TRIBUNNEWS.COM - Berbagai analisis mencuat setelah Iran melakukan serangan balasan kepada Israel atas terbunuhnya Sekjen Hizbullah, Hassan Nasrallah.
Serangan ratusan rudal yang diluncurkan dari Iran langsung ke Israel tersebut menghancurkan daerah Tel Aviv pada Selasa (1/10/2024).
Setelah serangan tersebut, Israel disebut-sebut bakal melakukan pembalasan.
Perdana Menteri Israel Benjamin Netanyahu berjanji untuk membalas dan mengatakan Iran “membuat kesalahan besar dan akan membayarnya”, sementara AS mendukung sekutu dekatnya itu.
"Jangan salah, Amerika Serikat sepenuhnya, sepenuhnya, sepenuhnya mendukung Israel," kata Presiden Joe Biden dikutip dari Aljazeera.
Marc Owen Jones, seorang analis di Universitas Northwestern di Qatar mengatakan kepada Al Jazeera meskipun serangan Iran telah direncanakan dengan cermat untuk menghindari eskalasi, respons Israel “tidak dapat diprediksi.”
Serangan Iran pada hari Selasa bertujuan untuk membangun kembali tindakan pencegahan karena Teheran tidak bisa lagi "terlihat lemah" dalam menghadapi serangan Israel terhadap sekutunya di kawasan tersebut, kata Owen Jones.
Namun, laporan menunjukkan Israel telah diberitahu tentang serangan yang akan datang oleh AS tepat waktu untuk mencegat rudal dan pesawat nirawak.
Oleh karena itu, penggunaan senjata canggih oleh Iran harus dilihat sebagai "upaya simbolis", tambahnya.
Karena kerusakan akibat serangan itu minimal, Israel dapat memilih respons terbatas seperti yang dilakukannya pada bulan April, ketika Iran melancarkan serangan pertamanya ke wilayah Israel.

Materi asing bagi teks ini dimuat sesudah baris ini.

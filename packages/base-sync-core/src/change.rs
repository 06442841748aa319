//! Change set: wire shape and the typed sum type the applier consumes.
//!
//! A [`WireChange`] is decoded leniently so that one unrecognized or broken
//! entry never fails the whole notification. Each entry is then converted
//! into a [`Change`], one variant per (operation, resource) pair, and
//! conversion failures are reported per change.

use std::collections::HashMap;

use serde::{Deserialize, Serialize};
use serde_json::Value;

use crate::error::SyncError;
use crate::model::{Field, FieldId, FieldType, Record, RecordId, Table, TableId};

/// Change operation as it appears in the `type` key.
#[derive(Debug, Clone, PartialEq, Eq, Hash, Serialize, Deserialize)]
#[serde(rename_all = "lowercase")]
pub enum Operation {
    Create,
    Update,
    Delete,
    #[serde(untagged)]
    Unknown(String),
}

impl std::fmt::Display for Operation {
    fn fmt(&self, f: &mut std::fmt::Formatter<'_>) -> std::fmt::Result {
        match self {
            Operation::Create => f.write_str("create"),
            Operation::Update => f.write_str("update"),
            Operation::Delete => f.write_str("delete"),
            Operation::Unknown(other) => f.write_str(other),
        }
    }
}

/// Resource kind as it appears in `resourceAddress.is`.
#[derive(Debug, Clone, PartialEq, Eq, Hash, Serialize, Deserialize)]
#[serde(rename_all = "lowercase")]
pub enum ResourceKind {
    Base,
    Table,
    Field,
    Record,
    #[serde(untagged)]
    Unknown(String),
}

impl std::fmt::Display for ResourceKind {
    fn fmt(&self, f: &mut std::fmt::Formatter<'_>) -> std::fmt::Result {
        match self {
            ResourceKind::Base => f.write_str("base"),
            ResourceKind::Table => f.write_str("table"),
            ResourceKind::Field => f.write_str("field"),
            ResourceKind::Record => f.write_str("record"),
            ResourceKind::Unknown(other) => f.write_str(other),
        }
    }
}

/// `resourceAddress` of a wire change.
#[derive(Debug, Clone, Default, PartialEq, Eq, Serialize, Deserialize)]
#[serde(rename_all = "camelCase")]
pub struct WireAddress {
    #[serde(default, skip_serializing_if = "Option::is_none")]
    pub is: Option<ResourceKind>,
    #[serde(default, skip_serializing_if = "Option::is_none")]
    pub table_id: Option<TableId>,
    #[serde(default, skip_serializing_if = "Option::is_none")]
    pub field_id: Option<FieldId>,
    #[serde(default, skip_serializing_if = "Option::is_none")]
    pub record_id: Option<RecordId>,
}

/// One change exactly as delivered inside a notification.
///
/// Deserialization never fails: an entry whose keys have the wrong shape
/// keeps what did decode and records the problem in `malformed`.
#[derive(Debug, Clone, Default, PartialEq, Eq, Serialize, Deserialize)]
#[serde(rename_all = "camelCase", from = "Value")]
pub struct WireChange {
    #[serde(rename = "type", default, skip_serializing_if = "Option::is_none")]
    pub operation: Option<Operation>,
    #[serde(default)]
    pub resource_address: WireAddress,
    #[serde(default, skip_serializing_if = "Option::is_none")]
    pub data: Option<Value>,
    /// Why the entry did not decode; such a change is skipped when applied
    #[serde(skip)]
    pub malformed: Option<String>,
}

impl From<Value> for WireChange {
    fn from(value: Value) -> Self {
        let mut wire = WireChange::default();
        let mut entry = match value {
            Value::Object(entry) => entry,
            other => {
                wire.malformed = Some(format!("expected an object, got {}", other));
                return wire;
            }
        };

        let mut problems = Vec::new();
        if let Some(operation) = entry.remove("type").filter(|v| !v.is_null()) {
            match serde_json::from_value(operation) {
                Ok(operation) => wire.operation = Some(operation),
                Err(e) => problems.push(format!("type: {}", e)),
            }
        }
        if let Some(address) = entry.remove("resourceAddress") {
            match serde_json::from_value(address) {
                Ok(address) => wire.resource_address = address,
                Err(e) => problems.push(format!("resourceAddress: {}", e)),
            }
        }
        wire.data = entry.remove("data").filter(|v| !v.is_null());
        if !problems.is_empty() {
            wire.malformed = Some(problems.join("; "));
        }
        wire
    }
}

/// Partial base payload of an `update base` change.
///
/// `None` means the key was absent (or null); `Some("")` is a real update.
#[derive(Debug, Clone, Default, PartialEq, Eq, Serialize, Deserialize)]
#[serde(rename_all = "camelCase")]
pub struct BaseUpdate {
    #[serde(default, skip_serializing_if = "Option::is_none")]
    pub name: Option<String>,
}

/// Partial table payload of an `update table` change.
#[derive(Debug, Clone, Default, PartialEq, Eq, Serialize, Deserialize)]
#[serde(rename_all = "camelCase")]
pub struct TableUpdate {
    #[serde(default, skip_serializing_if = "Option::is_none")]
    pub id: Option<TableId>,
    #[serde(default, skip_serializing_if = "Option::is_none")]
    pub name: Option<String>,
    #[serde(default, skip_serializing_if = "Option::is_none")]
    pub description: Option<String>,
}

/// Partial field payload of an `update field` change.
#[derive(Debug, Clone, Default, PartialEq, Eq, Serialize, Deserialize)]
#[serde(rename_all = "camelCase")]
pub struct FieldUpdate {
    #[serde(default, skip_serializing_if = "Option::is_none")]
    pub id: Option<FieldId>,
    #[serde(default, skip_serializing_if = "Option::is_none")]
    pub name: Option<String>,
    #[serde(default, skip_serializing_if = "Option::is_none")]
    pub description: Option<String>,
    #[serde(rename = "type", default, skip_serializing_if = "Option::is_none")]
    pub field_type: Option<FieldType>,
}

/// Partial record payload of an `update record` change.
#[derive(Debug, Clone, Default, PartialEq, Eq, Serialize, Deserialize)]
#[serde(rename_all = "camelCase")]
pub struct RecordUpdate {
    #[serde(default, skip_serializing_if = "Option::is_none")]
    pub id: Option<RecordId>,
    #[serde(default)]
    pub cells: HashMap<FieldId, Value>,
}

/// A decoded change, one variant per (operation, resource) pair.
#[derive(Debug, Clone, PartialEq, Eq)]
pub enum Change {
    CreateBase,
    CreateTable {
        table: Table,
    },
    CreateField {
        table_id: TableId,
        field: Field,
    },
    CreateRecord {
        table_id: TableId,
        record: Record,
    },
    UpdateBase {
        update: BaseUpdate,
    },
    UpdateTable {
        table_id: TableId,
        update: TableUpdate,
    },
    UpdateField {
        table_id: TableId,
        field_id: FieldId,
        update: FieldUpdate,
    },
    UpdateRecord {
        table_id: TableId,
        record_id: RecordId,
        update: RecordUpdate,
    },
    DeleteBase,
    DeleteTable {
        table_id: TableId,
    },
    DeleteField {
        table_id: TableId,
        field_id: FieldId,
    },
    DeleteRecord {
        table_id: TableId,
        record_id: RecordId,
    },
}

impl Change {
    pub fn operation(&self) -> Operation {
        match self {
            Change::CreateBase
            | Change::CreateTable { .. }
            | Change::CreateField { .. }
            | Change::CreateRecord { .. } => Operation::Create,
            Change::UpdateBase { .. }
            | Change::UpdateTable { .. }
            | Change::UpdateField { .. }
            | Change::UpdateRecord { .. } => Operation::Update,
            Change::DeleteBase
            | Change::DeleteTable { .. }
            | Change::DeleteField { .. }
            | Change::DeleteRecord { .. } => Operation::Delete,
        }
    }

    pub fn resource(&self) -> ResourceKind {
        match self {
            Change::CreateBase | Change::UpdateBase { .. } | Change::DeleteBase => {
                ResourceKind::Base
            }
            Change::CreateTable { .. }
            | Change::UpdateTable { .. }
            | Change::DeleteTable { .. } => ResourceKind::Table,
            Change::CreateField { .. }
            | Change::UpdateField { .. }
            | Change::DeleteField { .. } => ResourceKind::Field,
            Change::CreateRecord { .. }
            | Change::UpdateRecord { .. }
            | Change::DeleteRecord { .. } => ResourceKind::Record,
        }
    }

    /// Decodes a wire change into its typed form.
    ///
    /// # Errors
    /// `UnrecognizedChange` for an operation or resource outside the known
    /// set, `MalformedChange` when the entry had the wrong shape or a
    /// required id or payload is missing or does not decode.
    pub fn from_wire(wire: &WireChange) -> Result<Self, SyncError> {
        if let Some(reason) = &wire.malformed {
            return Err(SyncError::MalformedChange {
                operation: wire.operation.as_ref().map(|o| o.to_string()).unwrap_or_default(),
                resource: wire
                    .resource_address
                    .is
                    .as_ref()
                    .map(|k| k.to_string())
                    .unwrap_or_default(),
                reason: reason.clone(),
            });
        }
        let (operation, resource) = match (&wire.operation, &wire.resource_address.is) {
            (Some(op), Some(kind)) => (op, kind),
            (op, kind) => {
                return Err(SyncError::MalformedChange {
                    operation: op.as_ref().map(|o| o.to_string()).unwrap_or_default(),
                    resource: kind.as_ref().map(|k| k.to_string()).unwrap_or_default(),
                    reason: "missing operation or resource kind".to_string(),
                })
            }
        };
        let decoder = WireDecoder {
            wire,
            operation,
            resource,
        };
        let address = &wire.resource_address;

        match (operation, resource) {
            (Operation::Create, ResourceKind::Base) => Ok(Change::CreateBase),
            (Operation::Create, ResourceKind::Table) => Ok(Change::CreateTable {
                table: decoder.data()?,
            }),
            (Operation::Create, ResourceKind::Field) => Ok(Change::CreateField {
                table_id: decoder.require(&address.table_id, "resourceAddress.tableId")?,
                field: decoder.data()?,
            }),
            (Operation::Create, ResourceKind::Record) => Ok(Change::CreateRecord {
                table_id: decoder.require(&address.table_id, "resourceAddress.tableId")?,
                record: decoder.data()?,
            }),
            (Operation::Update, ResourceKind::Base) => Ok(Change::UpdateBase {
                update: decoder.data()?,
            }),
            (Operation::Update, ResourceKind::Table) => {
                let update: TableUpdate = decoder.data()?;
                let table_id = decoder.require_either(
                    &address.table_id,
                    &update.id,
                    "resourceAddress.tableId or data.id",
                )?;
                Ok(Change::UpdateTable { table_id, update })
            }
            (Operation::Update, ResourceKind::Field) => {
                let update: FieldUpdate = decoder.data()?;
                let table_id = decoder.require(&address.table_id, "resourceAddress.tableId")?;
                let field_id = decoder.require_either(
                    &address.field_id,
                    &update.id,
                    "resourceAddress.fieldId or data.id",
                )?;
                Ok(Change::UpdateField {
                    table_id,
                    field_id,
                    update,
                })
            }
            (Operation::Update, ResourceKind::Record) => {
                let update: RecordUpdate = decoder.data()?;
                let table_id = decoder.require(&address.table_id, "resourceAddress.tableId")?;
                let record_id = decoder.require_either(
                    &address.record_id,
                    &update.id,
                    "resourceAddress.recordId or data.id",
                )?;
                Ok(Change::UpdateRecord {
                    table_id,
                    record_id,
                    update,
                })
            }
            (Operation::Delete, ResourceKind::Base) => Ok(Change::DeleteBase),
            (Operation::Delete, ResourceKind::Table) => Ok(Change::DeleteTable {
                table_id: decoder.require(&address.table_id, "resourceAddress.tableId")?,
            }),
            (Operation::Delete, ResourceKind::Field) => Ok(Change::DeleteField {
                table_id: decoder.require(&address.table_id, "resourceAddress.tableId")?,
                field_id: decoder.require(&address.field_id, "resourceAddress.fieldId")?,
            }),
            (Operation::Delete, ResourceKind::Record) => Ok(Change::DeleteRecord {
                table_id: decoder.require(&address.table_id, "resourceAddress.tableId")?,
                record_id: decoder.require(&address.record_id, "resourceAddress.recordId")?,
            }),
            (Operation::Unknown(_), _) | (_, ResourceKind::Unknown(_)) => {
                Err(SyncError::UnrecognizedChange {
                    operation: operation.to_string(),
                    resource: resource.to_string(),
                })
            }
        }
    }
}

impl TryFrom<&WireChange> for Change {
    type Error = SyncError;

    fn try_from(wire: &WireChange) -> Result<Self, Self::Error> {
        Change::from_wire(wire)
    }
}

/// Builds `MalformedChange` errors tagged with the change being decoded.
struct WireDecoder<'a> {
    wire: &'a WireChange,
    operation: &'a Operation,
    resource: &'a ResourceKind,
}

impl WireDecoder<'_> {
    fn malformed(&self, reason: String) -> SyncError {
        SyncError::MalformedChange {
            operation: self.operation.to_string(),
            resource: self.resource.to_string(),
            reason,
        }
    }

    fn data<T: serde::de::DeserializeOwned>(&self) -> Result<T, SyncError> {
        let data = self
            .wire
            .data
            .clone()
            .ok_or_else(|| self.malformed("missing data".to_string()))?;
        serde_json::from_value(data).map_err(|e| self.malformed(format!("invalid data: {}", e)))
    }

    fn require(&self, id: &Option<String>, what: &str) -> Result<String, SyncError> {
        id.clone()
            .ok_or_else(|| self.malformed(format!("missing {}", what)))
    }

    fn require_either(
        &self,
        preferred: &Option<String>,
        fallback: &Option<String>,
        what: &str,
    ) -> Result<String, SyncError> {
        preferred
            .clone()
            .or_else(|| fallback.clone())
            .ok_or_else(|| self.malformed(format!("missing {}", what)))
    }
}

Sebagai balasan atas dugaan serangan Israel terhadap konsulatnya di Damaskus , pada tanggal 13 April, Iran meluncurkan sekitar 120 rudal balistik dan 170 pesawat nirawak , yang menyebabkan kerusakan kecil pada pangkalan militer di Israel selatan.
Baca juga: Presiden Iran Olok-Olok Pertahanan Zionis, Sebut Iron Dome Israel Lebih Rapuh daripada Kaca
Beberapa hari kemudian, pada tanggal 18 April, Israel menyerang pangkalan angkatan udara Artesh di Isfahan, menghancurkan sebagian dari sistem pertahanan udara jarak jauh S-300.
Serangan itu tidak banyak melemahkan kemampuan militer Iran, tetapi ketepatannya berfungsi sebagai ancaman tersirat sekaligus menghindari eskalasi lebih lanjut.
Namun, kali ini, skala dan sifat serangan Iran – penggunaan rudal balistik, yang banyak di antaranya berhasil melewati sistem pertahanan udara Iron Dome milik Israel – berarti bahwa respons Israel juga akan “perlu jauh lebih keras” daripada pada bulan April, untuk menetapkan pencegahannya sendiri, kata Andreas Krieg, dosen senior di School of Security Studies di King's College London.